Organisation: Friedrich Cain, Wien
The panel adopts a history-of-knowledge perspective that foregrounds the organization, mediation, and institutional embedding of knowledge between scientific, medical, technological, and artistic contexts. Four case studies from the second half of the 20th century analyze the analytical and ideological perspectives of state initiatives to fund and promote scientific and artistic research on the one hand, and the technical, infrastructural as well as individual settings of creative practices on the other. Looking at scientific training scenarios, cultural diplomacy, large scientific infrastructures, and the institutionalization of feminist grass root campaigning in Cold War and transition Czechoslovakia, Greece as well as Eastern and Western Germany, the four papers study bodies of knowledge that were regarded as cultural, social or scientific and how they had to be re-arranged, mediated and authorized in specific ways so that they could be used to influence respective decision makers and policies eventually.

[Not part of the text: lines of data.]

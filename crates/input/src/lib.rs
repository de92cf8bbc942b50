//! Input: host events, gamepad snapshots and the first-person camera
//! controller they drive.
//!
//! # Invariants
//! - A missing gamepad contributes zero to every axis.
//! - Jumps fire only within epsilon of the floor.
//! - The camera never ends a frame below the floor.

pub mod controller;
pub mod event;

pub use controller::{CameraController, StepReport};
pub use event::{GamepadSnapshot, InputEvent, InputQueue, Key};

pub fn crate_info() -> &'static str {
    "viewport-input v0.1.0"
}
use glam::Vec3;
use serde::{Deserialize, Serialize};
use viewport_common::Color;

use crate::class::ClassName;

/// Stable handle of an object in a [`Scene`]. Index into the scene arena.
#[derive(Debug, Clone, Copy, PartialEq, Eq, Hash, PartialOrd, Ord, Serialize, Deserialize)]
pub struct NodeId(pub u32);

impl NodeId {
    fn index(self) -> usize {
        self.0 as usize
    }
}

impl std::fmt::Display for NodeId {
    fn fmt(&self, f: &mut std::fmt::Formatter<'_>) -> std::fmt::Result {
        write!(f, "#{}", self.0)
    }
}

/// Errors from the instance factory.
#[derive(Debug, Clone, PartialEq, Eq, thiserror::Error)]
pub enum SceneError {
    #[error("class {0} is not creatable")]
    NotCreatable(String),
    #[error("cannot parent to {parent}")]
    InvalidParent { parent: ClassName },
    #[error("node {0} does not belong to this scene")]
    UnknownNode(NodeId),
}

/// Properties of a `Part`.
///
/// `size` is the full box extent; the renderer halves it. Nothing here is
/// validated: a zero size renders as degenerate faces and a transparency
/// outside `[0, 1]` flows straight into alpha.
#[derive(Debug, Clone, PartialEq, Serialize, Deserialize)]
#[serde(rename_all = "PascalCase")]
pub struct PartProperties {
    pub anchored: bool,
    pub can_collide: bool,
    pub color: Color,
    pub transparency: f32,
    pub size: Vec3,
    pub position: Vec3,
    /// Degrees about X then Y. Z is stored but never applied.
    pub rotation: Vec3,
    /// Always zero at creation; not integrated.
    pub velocity: Vec3,
}

impl Default for PartProperties {
    fn default() -> Self {
        Self {
            anchored: true,
            can_collide: true,
            color: Color::default(),
            transparency: 0.0,
            size: Vec3::new(4.0, 2.0, 4.0),
            position: Vec3::ZERO,
            rotation: Vec3::ZERO,
            velocity: Vec3::ZERO,
        }
    }
}

/// Caller-supplied properties for `create_instance`. Each field that is
/// `None` falls back to its own default.
#[derive(Debug, Clone, Default, PartialEq, Serialize, Deserialize)]
#[serde(default, rename_all = "PascalCase")]
pub struct PartOverrides {
    pub anchored: Option<bool>,
    pub can_collide: Option<bool>,
    pub color: Option<Color>,
    pub transparency: Option<f32>,
    pub size: Option<Vec3>,
    pub position: Option<Vec3>,
    pub rotation: Option<Vec3>,
}

impl PartOverrides {
    /// Merge over the defaults, field by field.
    pub fn resolve(self) -> PartProperties {
        let d = PartProperties::default();
        PartProperties {
            anchored: self.anchored.unwrap_or(d.anchored),
            can_collide: self.can_collide.unwrap_or(d.can_collide),
            color: self.color.unwrap_or(d.color),
            transparency: self.transparency.unwrap_or(d.transparency),
            size: self.size.unwrap_or(d.size),
            position: self.position.unwrap_or(d.position),
            rotation: self.rotation.unwrap_or(d.rotation),
            velocity: Vec3::ZERO,
        }
    }
}

/// Per-class payload of a scene object.
#[derive(Debug, Clone, PartialEq, Serialize, Deserialize)]
pub enum Properties {
    None,
    Part(PartProperties),
}

/// A node in the scene tree.
#[derive(Debug, Clone, PartialEq, Serialize, Deserialize)]
pub struct SceneObject {
    class: ClassName,
    parent: Option<NodeId>,
    children: Vec<NodeId>,
    properties: Properties,
}

impl SceneObject {
    pub fn class(&self) -> ClassName {
        self.class
    }

    pub fn parent(&self) -> Option<NodeId> {
        self.parent
    }

    /// Children in creation order.
    pub fn children(&self) -> &[NodeId] {
        &self.children
    }

    pub fn properties(&self) -> &Properties {
        &self.properties
    }

    pub fn as_part(&self) -> Option<&PartProperties> {
        match &self.properties {
            Properties::Part(p) => Some(p),
            Properties::None => None,
        }
    }
}

/// A record of every mutation to the scene.
#[derive(Debug, Clone, PartialEq, Serialize, Deserialize)]
pub enum SceneEvent {
    Created { id: NodeId, class: ClassName },
    Parented { child: NodeId, parent: NodeId },
}

/// The scene tree: a `Game` root owning one `Workspace`, plus everything the
/// factory has created since.
///
/// Objects live in an arena and refer to each other by [`NodeId`]. Parents
/// own their children through the `children` list; the `parent` field is a
/// back-reference for traversal only. Nothing is ever removed.
#[derive(Debug, Clone, Serialize, Deserialize)]
pub struct Scene {
    objects: Vec<SceneObject>,
    root: NodeId,
    workspace: NodeId,
    #[serde(skip)]
    event_log: Vec<SceneEvent>,
}

impl Scene {
    pub fn new() -> Self {
        let root = NodeId(0);
        let workspace = NodeId(1);
        let objects = vec![
            SceneObject {
                class: ClassName::Game,
                parent: None,
                children: vec![workspace],
                properties: Properties::None,
            },
            SceneObject {
                class: ClassName::Workspace,
                parent: Some(root),
                children: Vec::new(),
                properties: Properties::None,
            },
        ];
        Self {
            objects,
            root,
            workspace,
            event_log: Vec::new(),
        }
    }

    /// The `Game` root.
    pub fn root(&self) -> NodeId {
        self.root
    }

    /// The `Workspace` under the root; its `Part` children are what gets drawn.
    pub fn workspace(&self) -> NodeId {
        self.workspace
    }

    /// Number of objects, including unparented ones.
    pub fn len(&self) -> usize {
        self.objects.len()
    }

    pub fn is_empty(&self) -> bool {
        self.objects.is_empty()
    }

    pub fn get(&self, id: NodeId) -> Option<&SceneObject> {
        self.objects.get(id.index())
    }

    pub fn parent(&self, id: NodeId) -> Option<NodeId> {
        self.get(id).and_then(SceneObject::parent)
    }

    /// Children of `id` in creation order; empty for unknown ids.
    pub fn children(&self, id: NodeId) -> &[NodeId] {
        self.get(id).map(SceneObject::children).unwrap_or(&[])
    }

    pub fn part(&self, id: NodeId) -> Option<&PartProperties> {
        self.get(id).and_then(SceneObject::as_part)
    }

    /// Mutable access to a part's properties for host code.
    pub fn part_mut(&mut self, id: NodeId) -> Option<&mut PartProperties> {
        match self.objects.get_mut(id.index()).map(|o| &mut o.properties) {
            Some(Properties::Part(p)) => Some(p),
            _ => None,
        }
    }

    /// Parts directly under the workspace, in creation order.
    pub fn workspace_parts(&self) -> impl Iterator<Item = (NodeId, &PartProperties)> + '_ {
        self.children(self.workspace)
            .iter()
            .filter_map(|&id| self.part(id).map(|p| (id, p)))
    }

    /// Instantiate `class_name`, optionally under `parent`.
    ///
    /// Fails with `NotCreatable` for unknown or non-creatable classes and with
    /// `InvalidParent` when the parent's class is not movable. On failure the
    /// scene is left untouched.
    pub fn create_instance(
        &mut self,
        class_name: &str,
        properties: PartOverrides,
        parent: Option<NodeId>,
    ) -> Result<NodeId, SceneError> {
        let class = ClassName::from_name(class_name)
            .filter(|c| c.descriptor().creatable)
            .ok_or_else(|| SceneError::NotCreatable(class_name.to_string()))?;

        if let Some(parent) = parent {
            let parent_class = self
                .get(parent)
                .ok_or(SceneError::UnknownNode(parent))?
                .class;
            if !parent_class.descriptor().movable {
                tracing::debug!(%parent, %parent_class, "rejected parent");
                return Err(SceneError::InvalidParent {
                    parent: parent_class,
                });
            }
        }

        let props = match class {
            ClassName::Part => Properties::Part(properties.resolve()),
            ClassName::Game | ClassName::Workspace => Properties::None,
        };

        let id = NodeId(self.objects.len() as u32);
        self.objects.push(SceneObject {
            class,
            parent,
            children: Vec::new(),
            properties: props,
        });
        self.event_log.push(SceneEvent::Created { id, class });

        if let Some(parent) = parent {
            self.objects[parent.index()].children.push(id);
            self.event_log.push(SceneEvent::Parented { child: id, parent });
        }

        tracing::debug!(%id, %class, parent = ?parent, "created instance");
        Ok(id)
    }

    /// Read-only access to the mutation log.
    pub fn events(&self) -> &[SceneEvent] {
        &self.event_log
    }

    /// Drain and return the mutation log.
    pub fn drain_events(&mut self) -> Vec<SceneEvent> {
        std::mem::take(&mut self.event_log)
    }
}

impl Default for Scene {
    fn default() -> Self {
        Self::new()
    }
}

Rather than approaching translation as a neutral or technical process, the panel questions it as a site of power, where epistemic hierarchies are not only constantly negotiated, but also only become legible, credible, and actionable as forms of knowledge, while others are marginalized or excluded. We are interested in technologies, media, and the social and political contexts of gender, ethnicity, geopolitics through which these translations were produced and circulated etc. A central question is to what extent and in what ways notions of translation can help us analyze how knowledge is integrated into institutional and policy regimes, and how these processes shape the formation of knowledge societies.